*Data in this exercise*.
//! Process wiring for the Reach server.
//!
//! Turns a [`ServerConfig`] into a running engine: the delivery queue and
//! its receipt sinks, the rule generator, and the HTTP router with the JSON
//! API mounted under `/api`.

use std::{path::PathBuf, sync::Arc, time::Duration};

use axum::Router;
use reach_api::{AppState, api_router};
use reach_campaign::{
  CannedRuleGenerator, DeliveryQueue, DeliverySettings, FallbackSink, HttpReceiptSink,
  HttpRuleGenerator, Reconciler, ReceiptSink, RuleGenerator, SimulatedVendor,
};
use reach_core::store::CrmStore;
use serde::Deserialize;
use tower_http::trace::TraceLayer;

// ─── Configuration ────────────────────────────────────────────────────────────

/// Runtime server configuration, deserialised from `config.toml` and
/// `REACH_*` environment variables.
#[derive(Debug, Clone, Deserialize)]
pub struct ServerConfig {
  #[serde(default = "default_host")]
  pub host:               String,
  #[serde(default = "default_port")]
  pub port:               u16,
  /// Public address of this server. Receipt callbacks are posted here.
  #[serde(default = "default_base_url")]
  pub base_url:           String,
  #[serde(default = "default_store_path")]
  pub store_path:         PathBuf,
  /// When unset, a canned generator answers every query.
  #[serde(default)]
  pub rule_generator_url: Option<String>,
  #[serde(default)]
  pub delivery:           DeliveryConfig,
}

fn default_host() -> String { "127.0.0.1".to_string() }
fn default_port() -> u16 { 8080 }
fn default_base_url() -> String { "http://localhost:8080".to_string() }
fn default_store_path() -> PathBuf { PathBuf::from("reach.db") }

/// The `[delivery]` section. Durations are in milliseconds.
#[derive(Debug, Clone, Deserialize)]
#[serde(default)]
pub struct DeliveryConfig {
  pub success_rate:     f64,
  pub min_latency_ms:   u64,
  pub max_latency_ms:   u64,
  pub max_jitter_ms:    u64,
  pub batch_threshold:  usize,
  pub batch_size:       usize,
  pub batch_pause_ms:   u64,
  /// Report receipts through the public webhook instead of in-process.
  pub receipt_callback: bool,
}

impl Default for DeliveryConfig {
  fn default() -> Self {
    let settings = DeliverySettings::default();
    Self {
      success_rate:     0.9,
      min_latency_ms:   1000,
      max_latency_ms:   4000,
      max_jitter_ms:    settings.max_jitter.as_millis() as u64,
      batch_threshold:  settings.batch_threshold,
      batch_size:       settings.batch_size,
      batch_pause_ms:   settings.batch_pause.as_millis() as u64,
      receipt_callback: true,
    }
  }
}

impl DeliveryConfig {
  pub fn settings(&self) -> DeliverySettings {
    DeliverySettings {
      max_jitter:      Duration::from_millis(self.max_jitter_ms),
      batch_threshold: self.batch_threshold,
      batch_size:      self.batch_size.max(1),
      batch_pause:     Duration::from_millis(self.batch_pause_ms),
    }
  }

  /// An inverted or empty latency range collapses to its lower bound.
  pub fn vendor(&self) -> SimulatedVendor {
    let upper = self.max_latency_ms.max(self.min_latency_ms + 1);
    SimulatedVendor::new(self.min_latency_ms..upper, self.success_rate)
  }
}

// ─── Wiring ───────────────────────────────────────────────────────────────────

/// Build the shared application state for `store`.
///
/// In-process receipts go straight to the reconciler. With
/// `receipt_callback` set they are posted to `{base_url}/api/delivery-receipt`
/// first, falling back to the reconciler when the webhook is unreachable.
pub fn build_state<S>(store: Arc<S>, config: &ServerConfig) -> AppState<S>
where
  S: CrmStore + 'static,
{
  let reconciler = Reconciler::new(Arc::clone(&store));
  let direct: Arc<dyn ReceiptSink> = Arc::new(reconciler.clone());
  let sink: Arc<dyn ReceiptSink> = if config.delivery.receipt_callback {
    Arc::new(FallbackSink::new(Arc::new(HttpReceiptSink::new(&config.base_url)), direct))
  } else {
    direct
  };

  let queue = DeliveryQueue::new(
    Arc::new(config.delivery.vendor()),
    sink,
    config.delivery.settings(),
  );

  let rules: Arc<dyn RuleGenerator> = match &config.rule_generator_url {
    Some(url) => Arc::new(HttpRuleGenerator::new(url.clone())),
    None => Arc::new(CannedRuleGenerator::default()),
  };

  AppState::new(store, queue, reconciler, rules)
}

/// The top-level router: the JSON API under `/api`, wrapped in request
/// tracing.
pub fn router<S>(state: AppState<S>) -> Router
where
  S: CrmStore + 'static,
{
  Router::new()
    .nest("/api", api_router(state))
    .layer(TraceLayer::new_for_http())
}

*Brief*.
Among the lines above, find the ones containing "direct" and copy them.

*Written answer*.
  let direct: Arc<dyn ReceiptSink> = Arc::new(reconciler.clone());
    Arc::new(FallbackSink::new(Arc::new(HttpReceiptSink::new(&config.base_url)), direct))
    direct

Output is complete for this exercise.